**What you need to do**: This exercise calls for a copy of every line in the listing below that carries the word "IndexMap".

┌─ Available data

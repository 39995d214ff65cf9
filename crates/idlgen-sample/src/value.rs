//! # Sample Values
//!
//! The synthesized value tree. Diagnostic fallbacks are distinct variants,
//! not magic strings, so callers can tell a real string sample from a
//! placeholder. They render as strings only at serialization time.

use indexmap::IndexMap;
use serde::{Serialize, Serializer};

/// Rendering of [`SampleValue::GenericString`].
pub const GENERIC_STRING_SAMPLE: &str = "string";

/// Rendering of [`SampleValue::UnknownEnum`].
pub const UNKNOWN_ENUM_MARKER: &str = "UNKNOWN_ENUM";

/// A canonical example value.
#[derive(Debug, Clone, PartialEq)]
pub enum SampleValue {
    /// Boolean primitive sample (`false`).
    Bool(bool),
    /// Floating-point primitive sample (`1.0`).
    Float(f64),
    /// Integer primitive sample (`1`).
    Int(i64),
    /// The generic `"string"` sample of a character/string primitive.
    GenericString,
    /// A string derived from a member name.
    Text(String),
    /// The first enumerator of an enumeration.
    Enumerator(String),
    /// An enumeration with no enumerators.
    UnknownEnum,
    /// A reference that matched no declaration and no primitive keyword.
    /// Holds the original, unresolved reference.
    UnknownType(String),
    /// A struct reached again while it was still being expanded.
    RecursiveType(String),
    /// Fields in insertion order.
    Record(IndexMap<String, SampleValue>),
    /// A repeated value; always one element when synthesized.
    List(Vec<SampleValue>),
}

impl SampleValue {
    /// True for the diagnostic fallbacks.
    pub fn is_placeholder(&self) -> bool {
        matches!(
            self,
            SampleValue::UnknownEnum | SampleValue::UnknownType(_) | SampleValue::RecursiveType(_)
        )
    }

    /// Number of placeholders anywhere in this value, including inside
    /// records and lists.
    pub fn placeholder_count(&self) -> usize {
        match self {
            SampleValue::Record(fields) => fields.values().map(Self::placeholder_count).sum(),
            SampleValue::List(items) => items.iter().map(Self::placeholder_count).sum(),
            other => usize::from(other.is_placeholder()),
        }
    }

    /// The record fields, if this is a record.
    pub fn as_record(&self) -> Option<&IndexMap<String, SampleValue>> {
        match self {
            SampleValue::Record(fields) => Some(fields),
            _ => None,
        }
    }

    /// Field lookup on a record.
    pub fn get(&self, field: &str) -> Option<&SampleValue> {
        self.as_record()?.get(field)
    }

    /// The rendered text of any string-valued variant.
    pub fn as_text(&self) -> Option<String> {
        match self {
            SampleValue::GenericString => Some(GENERIC_STRING_SAMPLE.to_string()),
            SampleValue::Text(s) | SampleValue::Enumerator(s) => Some(s.clone()),
            SampleValue::UnknownEnum => Some(UNKNOWN_ENUM_MARKER.to_string()),
            SampleValue::UnknownType(r) => Some(format!("UnknownType({r})")),
            SampleValue::RecursiveType(r) => Some(format!("RecursiveType({r})")),
            _ => None,
        }
    }

    /// Convert to a JSON value, keeping record field order.
    pub fn to_json_value(&self) -> serde_json::Value {
        match self {
            SampleValue::Bool(b) => serde_json::Value::Bool(*b),
            SampleValue::Float(f) => serde_json::Number::from_f64(*f)
                .map(serde_json::Value::Number)
                .unwrap_or(serde_json::Value::Null),
            SampleValue::Int(i) => serde_json::Value::from(*i),
            SampleValue::Record(fields) => serde_json::Value::Object(
                fields
                    .iter()
                    .map(|(k, v)| (k.clone(), v.to_json_value()))
                    .collect(),
            ),
            SampleValue::List(items) => {
                serde_json::Value::Array(items.iter().map(SampleValue::to_json_value).collect())
            }
            other => serde_json::Value::String(other.as_text().unwrap_or_default()),
        }
    }

    /// Pretty-printed JSON with two-space indentation.
    pub fn to_json_pretty(&self) -> serde_json::Result<String> {
        serde_json::to_string_pretty(self)
    }
}

impl Serialize for SampleValue {
    fn serialize<S: Serializer>(&self, serializer: S) -> Result<S::Ok, S::Error> {
        match self {
            SampleValue::Bool(b) => serializer.serialize_bool(*b),
            SampleValue::Float(f) => serializer.serialize_f64(*f),
            SampleValue::Int(i) => serializer.serialize_i64(*i),
            SampleValue::Record(fields) => fields.serialize(serializer),
            SampleValue::List(items) => items.serialize(serializer),
            other => serializer.serialize_str(&other.as_text().unwrap_or_default()),
        }
    }
}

└─

**Answer to this task**:
use indexmap::IndexMap;
    Record(IndexMap<String, SampleValue>),
    pub fn as_record(&self) -> Option<&IndexMap<String, SampleValue>> {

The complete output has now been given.